→ DATASET EXCERPTS
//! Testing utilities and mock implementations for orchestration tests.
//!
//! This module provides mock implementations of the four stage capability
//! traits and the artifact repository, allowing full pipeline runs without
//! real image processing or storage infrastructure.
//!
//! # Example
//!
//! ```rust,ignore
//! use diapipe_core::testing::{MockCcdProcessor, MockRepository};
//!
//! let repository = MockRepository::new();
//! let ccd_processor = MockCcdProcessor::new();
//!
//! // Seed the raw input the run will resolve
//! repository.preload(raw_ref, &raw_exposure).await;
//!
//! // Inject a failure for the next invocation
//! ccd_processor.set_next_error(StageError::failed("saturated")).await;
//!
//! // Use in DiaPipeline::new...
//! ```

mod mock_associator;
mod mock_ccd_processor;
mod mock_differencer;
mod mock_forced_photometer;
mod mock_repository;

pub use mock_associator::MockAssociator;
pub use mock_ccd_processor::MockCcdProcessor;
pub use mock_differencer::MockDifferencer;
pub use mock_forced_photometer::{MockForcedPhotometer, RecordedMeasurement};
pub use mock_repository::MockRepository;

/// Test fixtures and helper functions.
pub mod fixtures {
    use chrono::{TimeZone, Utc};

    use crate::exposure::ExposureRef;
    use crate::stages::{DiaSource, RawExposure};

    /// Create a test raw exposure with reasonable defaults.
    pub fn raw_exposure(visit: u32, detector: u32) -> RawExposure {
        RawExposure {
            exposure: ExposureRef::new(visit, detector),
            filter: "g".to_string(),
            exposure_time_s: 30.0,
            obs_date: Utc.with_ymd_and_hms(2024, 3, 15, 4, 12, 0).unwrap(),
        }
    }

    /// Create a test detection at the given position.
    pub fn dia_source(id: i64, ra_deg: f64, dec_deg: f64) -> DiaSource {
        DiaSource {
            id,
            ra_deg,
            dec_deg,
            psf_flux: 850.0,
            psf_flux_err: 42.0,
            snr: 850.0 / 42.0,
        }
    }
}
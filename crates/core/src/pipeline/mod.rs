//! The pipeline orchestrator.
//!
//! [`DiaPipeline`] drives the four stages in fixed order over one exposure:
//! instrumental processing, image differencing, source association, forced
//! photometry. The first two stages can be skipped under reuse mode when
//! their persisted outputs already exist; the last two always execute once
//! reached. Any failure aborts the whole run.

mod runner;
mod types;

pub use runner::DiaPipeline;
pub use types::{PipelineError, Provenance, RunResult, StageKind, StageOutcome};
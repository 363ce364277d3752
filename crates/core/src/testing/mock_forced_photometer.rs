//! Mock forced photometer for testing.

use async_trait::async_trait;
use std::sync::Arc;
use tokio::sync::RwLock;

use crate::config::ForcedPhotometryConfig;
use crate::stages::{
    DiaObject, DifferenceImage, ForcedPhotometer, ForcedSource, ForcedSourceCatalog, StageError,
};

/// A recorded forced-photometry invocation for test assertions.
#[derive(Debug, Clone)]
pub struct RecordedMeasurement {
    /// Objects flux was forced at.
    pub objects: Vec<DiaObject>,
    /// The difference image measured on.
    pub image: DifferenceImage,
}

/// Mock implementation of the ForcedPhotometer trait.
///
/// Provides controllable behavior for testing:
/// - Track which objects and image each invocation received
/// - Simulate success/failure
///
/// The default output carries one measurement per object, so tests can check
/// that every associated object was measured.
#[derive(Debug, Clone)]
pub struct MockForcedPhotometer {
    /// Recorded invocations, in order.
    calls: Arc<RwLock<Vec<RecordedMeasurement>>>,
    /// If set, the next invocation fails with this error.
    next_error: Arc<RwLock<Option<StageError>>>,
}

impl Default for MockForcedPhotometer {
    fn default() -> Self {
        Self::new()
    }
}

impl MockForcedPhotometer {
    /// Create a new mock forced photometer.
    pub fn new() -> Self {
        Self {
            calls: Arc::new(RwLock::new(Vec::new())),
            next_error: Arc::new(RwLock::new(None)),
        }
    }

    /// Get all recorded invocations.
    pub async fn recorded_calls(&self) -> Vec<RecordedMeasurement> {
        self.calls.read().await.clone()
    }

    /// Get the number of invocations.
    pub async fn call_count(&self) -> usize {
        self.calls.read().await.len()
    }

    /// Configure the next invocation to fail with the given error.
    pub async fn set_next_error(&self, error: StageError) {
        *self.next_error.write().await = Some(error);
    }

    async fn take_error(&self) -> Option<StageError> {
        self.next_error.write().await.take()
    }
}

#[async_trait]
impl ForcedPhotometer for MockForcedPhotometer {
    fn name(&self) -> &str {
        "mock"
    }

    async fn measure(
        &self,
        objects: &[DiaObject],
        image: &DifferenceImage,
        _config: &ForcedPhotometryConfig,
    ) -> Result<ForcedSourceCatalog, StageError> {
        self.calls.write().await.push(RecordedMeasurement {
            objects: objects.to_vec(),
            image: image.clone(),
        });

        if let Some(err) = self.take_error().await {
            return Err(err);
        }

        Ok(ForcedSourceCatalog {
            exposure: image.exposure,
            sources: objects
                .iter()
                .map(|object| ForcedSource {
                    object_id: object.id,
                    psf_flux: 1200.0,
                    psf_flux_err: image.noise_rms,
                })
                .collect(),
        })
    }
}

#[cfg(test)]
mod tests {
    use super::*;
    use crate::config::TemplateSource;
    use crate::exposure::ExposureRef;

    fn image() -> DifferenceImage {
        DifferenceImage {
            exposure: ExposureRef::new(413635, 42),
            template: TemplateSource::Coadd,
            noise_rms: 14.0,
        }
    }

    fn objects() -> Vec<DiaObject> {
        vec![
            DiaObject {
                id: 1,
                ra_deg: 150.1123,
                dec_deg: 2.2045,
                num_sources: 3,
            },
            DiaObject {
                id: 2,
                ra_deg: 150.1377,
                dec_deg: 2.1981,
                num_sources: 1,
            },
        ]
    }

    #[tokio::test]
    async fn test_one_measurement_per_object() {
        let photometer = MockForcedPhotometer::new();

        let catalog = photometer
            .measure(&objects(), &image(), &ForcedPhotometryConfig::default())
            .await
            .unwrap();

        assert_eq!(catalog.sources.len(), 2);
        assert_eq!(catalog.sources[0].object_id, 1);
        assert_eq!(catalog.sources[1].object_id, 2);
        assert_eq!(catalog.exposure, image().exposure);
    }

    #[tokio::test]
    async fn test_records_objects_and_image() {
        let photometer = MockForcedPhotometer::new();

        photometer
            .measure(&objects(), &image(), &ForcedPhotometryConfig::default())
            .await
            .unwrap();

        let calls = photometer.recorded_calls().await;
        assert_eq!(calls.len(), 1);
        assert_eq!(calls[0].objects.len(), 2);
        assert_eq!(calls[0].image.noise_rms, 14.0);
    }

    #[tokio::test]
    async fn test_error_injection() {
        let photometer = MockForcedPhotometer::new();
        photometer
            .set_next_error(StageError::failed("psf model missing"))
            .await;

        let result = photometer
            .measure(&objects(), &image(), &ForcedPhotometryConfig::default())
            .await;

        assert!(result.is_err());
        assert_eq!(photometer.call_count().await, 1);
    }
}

→ ASSIGNED TASK
Some lines of the records may contain the string "runner". State how many do, as a number alone.

→ FINISHED TASK
2